A tecnologia utilizada em um projeto modifica bastante o desempenho da equipe e sempre discutimos quais as melhores de acordo com cada situação. Com relação a código legado, será que a tecnologia faz um código ser legado ou não?

Os sistemas de pagamento que são escritos em cobol, podem ser considerado sistemas legados? Nesse caso a tecnologia não é mais presente no cenário atual de desenvolvimento, a dificuldade para manter esse tipo de sistema é muito grande, principalmente para encontrar desenvolvedores com conhecimento sobre a tecnologia.

Considere então um sistema que utiliza uma linguagem atual, mas que faz uso de bibliotecas, gems ou frameworks que não são compatíveis com novas versões. Nesse caso a tecnologia impede o aplicativo de continuar a evoluir e contribui para deixar a base de código legado, pois com a renovação da equipe fica difícil manter o conhecimento sobre versões anteriores.

No entanto a tecnologia não pode ser utilizado como único fator para indicar que o projeto é legado. Como um exemplo podemos analisar os aplicativos móveis que precisam manter compatibilidade com versões de sistemas anteriores. Apesar da tecnologia ser antiga o desenvolvimento continua ativo, apesar dos problemas com rotatividade de membros.

Manutenção

Isso leva a outro ponto interessante, o livro fala que código legado é código sem testes, mas qual é o papel da bateria de testes de um projeto? Talvez o mais importante seja facilitar a manutenção a longo prazo, ou seja, um código sem testes é muito difícil de ser mantido, caindo facilmente no limbo do código legado.

Um exemplo são sistemas antigos que ninguém mais altera com medo de fazer parar de funcionar.
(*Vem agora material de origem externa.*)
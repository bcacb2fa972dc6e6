//! Bridge protocol messages
//!
//! Newline-delimited JSON exchanged with the rendering process over stdio.
//! Calls name one of a fixed set of operations; anything outside that set is
//! rejected before it can reach the filesystem.

use serde::{Deserialize, Serialize};
use serde_json::Value;

/// Messages sent from the rendering process to the bridge
#[derive(Debug, Deserialize)]
#[serde(tag = "type", rename_all = "snake_case")]
pub enum ClientMessage {
    /// Invoke a named operation with positional arguments
    Call {
        id: u64,
        op: String,
        #[serde(default)]
        args: Vec<Value>,
    },
    /// The host created the application window
    WindowOpened {
        window_id: String,
        #[serde(default)]
        title: Option<String>,
    },
    /// The application window was closed
    WindowClosed,
    /// The application was re-activated (dock click, relaunch)
    Activate,
    /// Every window is gone
    AllWindowsClosed,
}

/// Messages sent from the bridge to the rendering process
#[derive(Debug, Clone, Serialize)]
#[serde(tag = "type", rename_all = "snake_case")]
pub enum ServerMessage {
    /// Result of a dispatched call
    Result { id: u64, value: Reply },
    /// A message that never reached an operation
    Rejected {
        #[serde(skip_serializing_if = "Option::is_none")]
        id: Option<u64>,
        message: String,
    },
    /// Something the host has to act on after a lifecycle event
    Lifecycle { action: LifecycleAction },
}

#[derive(Debug, Clone, Copy, PartialEq, Eq, Serialize)]
#[serde(rename_all = "snake_case")]
pub enum LifecycleAction {
    None,
    /// No window exists; the host should create one
    CreateWindow,
    /// Keep running without windows (macOS convention)
    Stay,
    /// Shut the bridge down
    Quit,
}

/// Payload of a successful dispatch, one variant per result shape
#[derive(Debug, Clone, PartialEq, Serialize)]
#[serde(untagged)]
pub enum Reply {
    Usage(FolderUsageReport),
    Outcome(OperationOutcome),
    Flag(bool),
    /// Text content or a chosen path; `null` on failure or cancel
    Text(Option<String>),
    Names(Vec<String>),
}

/// `{success, error?}` result of a mutating operation
#[derive(Debug, Clone, PartialEq, Eq, Serialize)]
pub struct OperationOutcome {
    pub success: bool,
    #[serde(skip_serializing_if = "Option::is_none")]
    pub error: Option<String>,
}

impl OperationOutcome {
    pub fn ok() -> Self {
        Self {
            success: true,
            error: None,
        }
    }

    pub fn failed(message: impl Into<String>) -> Self {
        Self {
            success: false,
            error: Some(message.into()),
        }
    }
}

/// Space used by a folder relative to the capacity of its volume
#[derive(Debug, Clone, PartialEq, Serialize)]
#[serde(rename_all = "camelCase")]
pub struct FolderUsageReport {
    pub used_space: String,
    pub total_space: String,
    pub percentage: f64,
}

impl FolderUsageReport {
    /// Report returned for an absent path or any failure
    pub fn empty() -> Self {
        Self {
            used_space: "0 MB".to_string(),
            total_space: "Unknown".to_string(),
            percentage: 0.0,
        }
    }
}

/// The complete set of operations the rendering side may invoke
#[derive(Debug, Clone, PartialEq)]
pub enum Request {
    OpenDirectory,
    GetFolderInfo { folder_path: Option<String> },
    FileExists { file_path: String },
    CreateDirectory { dir_path: String },
    WriteTextFile { path: String, content: String },
    ReadTextFile { file_path: String },
    DeleteFile { file_path: String },
    RenameFile { old_path: String, new_path: String },
    AppendToLog { file_path: String, entry: Value },
    ReadDirectory { dir_path: String },
}

#[derive(Debug, thiserror::Error, PartialEq, Eq)]
pub enum ProtocolError {
    #[error("unknown operation: {0}")]
    UnknownOperation(String),
    #[error("{op} expects {expected} argument(s), got {got}")]
    ArgumentCount {
        op: &'static str,
        expected: &'static str,
        got: usize,
    },
    #[error("{op}: argument {index} must be a string")]
    NotAString { op: &'static str, index: usize },
}

impl Request {
    /// Decode a named call against the allow-list.
    pub fn decode(op: &str, args: Vec<Value>) -> Result<Self, ProtocolError> {
        let request = match op {
            "openDirectory" => {
                expect_args("openDirectory", &args, 0)?;
                Request::OpenDirectory
            }
            "getFolderInfo" => {
                if args.len() > 1 {
                    return Err(ProtocolError::ArgumentCount {
                        op: "getFolderInfo",
                        expected: "0 or 1",
                        got: args.len(),
                    });
                }
                let folder_path = match args.into_iter().next() {
                    None | Some(Value::Null) => None,
                    Some(Value::String(path)) => Some(path),
                    Some(_) => {
                        return Err(ProtocolError::NotAString {
                            op: "getFolderInfo",
                            index: 0,
                        })
                    }
                };
                Request::GetFolderInfo { folder_path }
            }
            "fileExists" => {
                let [file_path] = strings::<1>("fileExists", args)?;
                Request::FileExists { file_path }
            }
            "createDirectory" => {
                let [dir_path] = strings::<1>("createDirectory", args)?;
                Request::CreateDirectory { dir_path }
            }
            "writeTextFile" => {
                let [path, content] = strings::<2>("writeTextFile", args)?;
                Request::WriteTextFile { path, content }
            }
            "readTextFile" => {
                let [file_path] = strings::<1>("readTextFile", args)?;
                Request::ReadTextFile { file_path }
            }
            "deleteFile" => {
                let [file_path] = strings::<1>("deleteFile", args)?;
                Request::DeleteFile { file_path }
            }
            "renameFile" => {
                let [old_path, new_path] = strings::<2>("renameFile", args)?;
                Request::RenameFile { old_path, new_path }
            }
            "appendToLog" => {
                expect_args("appendToLog", &args, 2)?;
                let mut args = args.into_iter();
                let file_path = match args.next() {
                    Some(Value::String(path)) => path,
                    _ => {
                        return Err(ProtocolError::NotAString {
                            op: "appendToLog",
                            index: 0,
                        })
                    }
                };
                let entry = args.next().unwrap_or(Value::Null);
                Request::AppendToLog { file_path, entry }
            }
            "readDirectory" => {
                let [dir_path] = strings::<1>("readDirectory", args)?;
                Request::ReadDirectory { dir_path }
            }
            other => return Err(ProtocolError::UnknownOperation(other.to_string())),
        };
        Ok(request)
    }

    /// Operation name as it appears on the wire
    pub fn name(&self) -> &'static str {
        match self {
            Request::OpenDirectory => "openDirectory",
            Request::GetFolderInfo { .. } => "getFolderInfo",
            Request::FileExists { .. } => "fileExists",
            Request::CreateDirectory { .. } => "createDirectory",
            Request::WriteTextFile { .. } => "writeTextFile",
            Request::ReadTextFile { .. } => "readTextFile",
            Request::DeleteFile { .. } => "deleteFile",
            Request::RenameFile { .. } => "renameFile",
            Request::AppendToLog { .. } => "appendToLog",
            Request::ReadDirectory { .. } => "readDirectory",
        }
    }
}

fn expect_args(op: &'static str, args: &[Value], count: usize) -> Result<(), ProtocolError> {
    if args.len() != count {
        let expected = match count {
            0 => "0",
            1 => "1",
            _ => "2",
        };
        return Err(ProtocolError::ArgumentCount {
            op,
            expected,
            got: args.len(),
        });
    }
    Ok(())
}

fn strings<const N: usize>(op: &'static str, args: Vec<Value>) -> Result<[String; N], ProtocolError> {
    expect_args(op, &args, N)?;
    let mut out: [String; N] = std::array::from_fn(|_| String::new());
    for (index, (slot, value)) in out.iter_mut().zip(args).enumerate() {
        match value {
            Value::String(s) => *slot = s,
            _ => return Err(ProtocolError::NotAString { op, index }),
        }
    }
    Ok(out)
}

#[cfg(test)]
mod tests {
    use super::*;
    use serde_json::json;

    #[test]
    fn decode_known_operations() {
        let req = Request::decode("renameFile", vec![json!("/a"), json!("/b")]).unwrap();
        assert_eq!(
            req,
            Request::RenameFile {
                old_path: "/a".to_string(),
                new_path: "/b".to_string()
            }
        );
        assert_eq!(req.name(), "renameFile");

        let req = Request::decode("appendToLog", vec![json!("/log.json"), json!({"action": "open"})])
            .unwrap();
        assert_eq!(
            req,
            Request::AppendToLog {
                file_path: "/log.json".to_string(),
                entry: json!({"action": "open"})
            }
        );
    }

    #[test]
    fn decode_rejects_unknown_operation() {
        let err = Request::decode("removeTree", vec![json!("/")]).unwrap_err();
        assert_eq!(err, ProtocolError::UnknownOperation("removeTree".to_string()));
    }

    #[test]
    fn decode_rejects_wrong_arity_and_types() {
        assert!(matches!(
            Request::decode("writeTextFile", vec![json!("/a")]),
            Err(ProtocolError::ArgumentCount { got: 1, .. })
        ));
        assert!(matches!(
            Request::decode("openDirectory", vec![json!("/a")]),
            Err(ProtocolError::ArgumentCount { got: 1, .. })
        ));
        assert_eq!(
            Request::decode("fileExists", vec![json!(42)]).unwrap_err(),
            ProtocolError::NotAString {
                op: "fileExists",
                index: 0
            }
        );
    }

    #[test]
    fn folder_info_path_is_optional() {
        assert_eq!(
            Request::decode("getFolderInfo", vec![]).unwrap(),
            Request::GetFolderInfo { folder_path: None }
        );
        assert_eq!(
            Request::decode("getFolderInfo", vec![Value::Null]).unwrap(),
            Request::GetFolderInfo { folder_path: None }
        );
    }

    #[test]
    fn reply_shapes_serialize_flat() {
        let msg = ServerMessage::Result {
            id: 3,
            value: Reply::Outcome(OperationOutcome::ok()),
        };
        assert_eq!(
            serde_json::to_value(&msg).unwrap(),
            json!({"type": "result", "id": 3, "value": {"success": true}})
        );

        let msg = ServerMessage::Result {
            id: 4,
            value: Reply::Usage(FolderUsageReport::empty()),
        };
        assert_eq!(
            serde_json::to_value(&msg).unwrap(),
            json!({
                "type": "result",
                "id": 4,
                "value": {"usedSpace": "0 MB", "totalSpace": "Unknown", "percentage": 0.0}
            })
        );

        let msg = ServerMessage::Result {
            id: 5,
            value: Reply::Text(None),
        };
        assert_eq!(
            serde_json::to_value(&msg).unwrap(),
            json!({"type": "result", "id": 5, "value": null})
        );
    }

    #[test]
    fn client_lifecycle_messages_parse() {
        let msg: ClientMessage =
            serde_json::from_str(r#"{"type":"window_opened","window_id":"0x3a00007"}"#).unwrap();
        assert!(matches!(msg, ClientMessage::WindowOpened { title: None, .. }));
        let msg: ClientMessage = serde_json::from_str(r#"{"type":"all_windows_closed"}"#).unwrap();
        assert!(matches!(msg, ClientMessage::AllWindowsClosed));
    }
}
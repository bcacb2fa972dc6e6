//! Append-only JSON audit logs
//!
//! A log is one pretty-printed JSON array. Appending reads the whole array,
//! pushes a timestamped entry and writes the array back. Appends to the same
//! path are serialized within this process; other processes are not excluded.
//!
//! An unreadable or malformed log is treated as empty. The malformed bytes are
//! copied to a `.corrupt-<time>` sibling before the log is rewritten.

use std::path::{Path, PathBuf};
use std::sync::Arc;

use chrono::{DateTime, SecondsFormat, Utc};
use dashmap::DashMap;
use serde_json::{Map, Value};
use tokio::fs;
use tokio::sync::Mutex;

use super::error::BridgeError;
use super::path_utils::sibling_with_suffix;

pub const TIMESTAMP_FIELD: &str = "timestamp";

#[derive(Debug, Default)]
pub struct AuditLog {
    locks: DashMap<PathBuf, Arc<Mutex<()>>>,
}

impl AuditLog {
    pub fn new() -> Self {
        Self::default()
    }

    fn lock_for(&self, path: &Path) -> Arc<Mutex<()>> {
        self.locks
            .entry(path.to_path_buf())
            .or_insert_with(|| Arc::new(Mutex::new(())))
            .clone()
    }

    /// Append `entry` to the log at `path`, stamping it with the current time.
    pub async fn append(&self, path: &str, entry: Value) -> Result<(), BridgeError> {
        let entry = stamp_entry(entry, Utc::now())?;
        let path = PathBuf::from(path);

        let lock = self.lock_for(&path);
        let result = {
            let _guard = lock.lock().await;
            write_appended(&path, entry).await
        };

        // Only the map and this call hold the lock: nobody else is waiting on it.
        self.locks.remove_if(&path, |_, held| Arc::strong_count(held) <= 2);

        result
    }
}

async fn write_appended(path: &Path, entry: Value) -> Result<(), BridgeError> {
    let mut entries = load_entries(path).await;
    entries.push(entry);

    let data = serde_json::to_string_pretty(&entries)?;
    fs::write(path, data)
        .await
        .map_err(|e| BridgeError::io(path, e))?;

    tracing::debug!("Appended entry {} to {}", entries.len(), path.display());
    Ok(())
}

/// Build the stored form of an entry: `timestamp` first, then the caller's
/// fields. A caller-supplied `timestamp` is replaced.
///
/// Only objects and `null` (stored as timestamp-only) are accepted. Strings,
/// numbers, arrays and booleans fail with [`BridgeError::InvalidEntry`] instead
/// of being object-spread the way the desktop renderer would, where a string
/// turns into index keys (`"0"`, `"1"`, ...) and other scalars vanish.
pub fn stamp_entry(entry: Value, now: DateTime<Utc>) -> Result<Value, BridgeError> {
    let fields = match entry {
        Value::Object(fields) => fields,
        Value::Null => Map::new(),
        other => return Err(BridgeError::InvalidEntry(json_type_name(&other))),
    };

    let mut stamped = Map::with_capacity(fields.len() + 1);
    stamped.insert(
        TIMESTAMP_FIELD.to_string(),
        Value::String(now.to_rfc3339_opts(SecondsFormat::Millis, true)),
    );
    for (key, value) in fields {
        if key != TIMESTAMP_FIELD {
            stamped.insert(key, value);
        }
    }

    Ok(Value::Object(stamped))
}

async fn load_entries(path: &Path) -> Vec<Value> {
    let raw = match fs::read(path).await {
        Ok(raw) => raw,
        Err(e) => {
            if e.kind() != std::io::ErrorKind::NotFound {
                tracing::warn!("Could not read log {}, starting fresh: {}", path.display(), e);
            }
            return Vec::new();
        }
    };

    match serde_json::from_slice::<Value>(&raw) {
        Ok(Value::Array(entries)) => entries,
        Ok(_) | Err(_) => {
            if !raw.iter().all(u8::is_ascii_whitespace) {
                preserve_corrupt_log(path, &raw).await;
            }
            Vec::new()
        }
    }
}

async fn preserve_corrupt_log(path: &Path, raw: &[u8]) {
    let stamp = Utc::now().format("%Y%m%dT%H%M%S%3fZ");
    let backup = sibling_with_suffix(path, &format!("corrupt-{}", stamp));
    match fs::write(&backup, raw).await {
        Ok(()) => tracing::warn!(
            "Log {} is not a JSON array; previous content copied to {}",
            path.display(),
            backup.display()
        ),
        Err(e) => tracing::warn!(
            "Log {} is not a JSON array and could not be preserved: {}",
            path.display(),
            e
        ),
    }
}

fn json_type_name(value: &Value) -> &'static str {
    match value {
        Value::Null => "null",
        Value::Bool(_) => "boolean",
        Value::Number(_) => "number",
        Value::String(_) => "string",
        Value::Array(_) => "array",
        Value::Object(_) => "object",
    }
}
A solução na maioria dos casos é confiar que aquele monstrengo funciona e cercar ele de serviços que podem ser testados.

E quando a empresa não acredita em testes, então a linha que acaba de ser escrita já está legada? Não necessariamente, pois caso seja um sistema pequeno, onde é fácil entender e alterar (um CRUD simples, por exemplo), talvez os testes não sejam tão importantes.

Mas um sistema médio/grande que não possui nenhuma garantia de funcionamento está amaldiçoado a ser legado. Conforme o time for sendo renovado, os novatos precisarão de muita coragem e tempo de treinamento para realizar alterações, mesmo que sejam superficiais.

Abandonado

Passado algum tempo onde os desenvolvedores não tocam mais em uma determinada parte do sistema, ele começa a ficar abandonado. Um sistema, ou parte dele, que não é tocado por um longo tempo pode ser considerado legado?

Essa discussão leva a dois pontos, o primeiro é de que um desenvolvedor novo pode considerar o sistema legado e um mais experiente não. Isso geralmente acontece quando o conhecimento não está distribuído entre a equipe, então apenas uma pessoa do grupo fica “responsável” por atualizar aquela parte que realiza pagamentos.

O segundo ponto é de que o conceito de legado pode ser aplicado apenas em uma parte do sistema. No caso de sistemas realmente grandes pode ser que a utilização de determinada ferramenta que apenas uma pessoa da equipe conhece crie dificuldades para manter o sistema.

Idade

Um sistema velho pode ser considerado legado? A resposta depende do que é velho, que também é um conceito subjetivo. Um sistema de cinco anos que utiliza versões não tão atuais das tecnologias e que a equipe já foi completamente renovada, pode ser considerado legado?

É fácil perceber que não dá pra escrever um parágrafo que descreva o que é um sistema legado. A conclusão que nós chegamos foi de que, a partir de uma lista de conceitos relacionados a código legado podemos analisar se o nosso projeto é legado ou não. E essa discussão foi muito positiva, pois tratou principalmente sobre a confiança dos membros da equipe em alterar o sistema.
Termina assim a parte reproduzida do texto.